Stored data entries:
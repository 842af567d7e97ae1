use std::time::Duration;

use anyhow::Result;
use tracing::{info, warn};
use tracing_subscriber::EnvFilter;

use eventsproject_common::Config;
use eventsproject_services::EventServices;
use eventsproject_store::PgStore;

#[tokio::main]
async fn main() -> Result<()> {
    tracing_subscriber::fmt()
        .with_env_filter(EnvFilter::from_default_env().add_directive("eventsproject=info".parse()?))
        .init();

    let once = std::env::args().any(|arg| arg == "--once");

    let config = Config::from_env()?;
    let store = PgStore::connect(&config.database_url).await?;
    let services = EventServices::new(store.clone(), store.clone(), store);
    let organizer = config.file.organizer;

    if once {
        let updated = services.recompute_costs(&organizer).await?;
        info!(events = updated.len(), "Cost recomputation finished");
        return Ok(());
    }

    let period = Duration::from_secs(config.file.scheduler.recompute_interval_secs.max(1));
    let shutdown = async {
        if let Err(e) = tokio::signal::ctrl_c().await {
            warn!(error = %e, "Failed to listen for ctrl-c");
            std::future::pending::<()>().await;
        }
        info!("Shutting down");
    };

    services.run_recompute_loop(&organizer, period, shutdown).await;
    Ok(())
}
use std::env;
use std::path::{Path, PathBuf};

use url::Url;

use crate::error::{EventsError, Result};
use crate::file_config::{load_config, FileConfig};

const DEFAULT_CONFIG_PATH: &str = "eventsproject.toml";

/// Application configuration loaded from environment variables.
/// Organizer identity and scheduling live in the TOML FileConfig.
#[derive(Debug, Clone)]
pub struct Config {
    pub database_url: String,
    pub config_path: PathBuf,
    pub file: FileConfig,
}

impl Config {
    /// Load configuration from `.env` and the environment.
    ///
    /// `EVENTSPROJECT_CONFIG` must point at a readable file when set. When it is
    /// unset, `eventsproject.toml` is used if present, otherwise defaults apply.
    pub fn from_env() -> Result<Self> {
        dotenvy::dotenv().ok();

        let database_url = env::var("DATABASE_URL")
            .map_err(|_| EventsError::Config("DATABASE_URL must be set".to_string()))?;
        let config_path = env::var_os("EVENTSPROJECT_CONFIG").map(PathBuf::from);

        let config = Self::load(database_url, config_path)?;
        config.log_redacted();
        Ok(config)
    }

    /// Build a config from a database URL and an optional explicit file path.
    /// An explicit path that cannot be read or parsed is an error.
    pub fn load(database_url: String, config_path: Option<PathBuf>) -> Result<Self> {
        let (config_path, file) = match config_path {
            Some(path) => {
                let file = load_config(&path).map_err(config_error)?;
                (path, file)
            }
            None => {
                let path = PathBuf::from(DEFAULT_CONFIG_PATH);
                let file = load_or_default(&path).map_err(config_error)?;
                (path, file)
            }
        };

        Ok(Self {
            database_url,
            config_path,
            file,
        })
    }

    fn log_redacted(&self) {
        tracing::info!("Config loaded:");
        tracing::info!("  DATABASE_URL: {}", redact_url(&self.database_url));
        tracing::info!("  config file: {}", self.config_path.display());
        tracing::info!(
            "  organizer: {} {} ({})",
            self.file.organizer.first_name,
            self.file.organizer.last_name,
            self.file.organizer.role
        );
        tracing::info!(
            "  recompute interval: {}s",
            self.file.scheduler.recompute_interval_secs
        );
    }
}

fn config_error(err: anyhow::Error) -> EventsError {
    EventsError::Config(format!("{err:#}"))
}

fn load_or_default(path: &Path) -> anyhow::Result<FileConfig> {
    if path.exists() {
        load_config(path)
    } else {
        Ok(FileConfig::default())
    }
}

/// Hide credentials in a connection URL. Host, path and query are kept.
fn redact_url(raw: &str) -> String {
    let Ok(mut url) = Url::parse(raw) else {
        return "<unparseable url>".to_string();
    };
    if !url.username().is_empty() || url.password().is_some() {
        let _ = url.set_password(None);
        let _ = url.set_username("***");
    }
    url.to_string()
}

_Instructions to follow_
Write only the number of lines in the records that include the word "Duration".

_Result_
2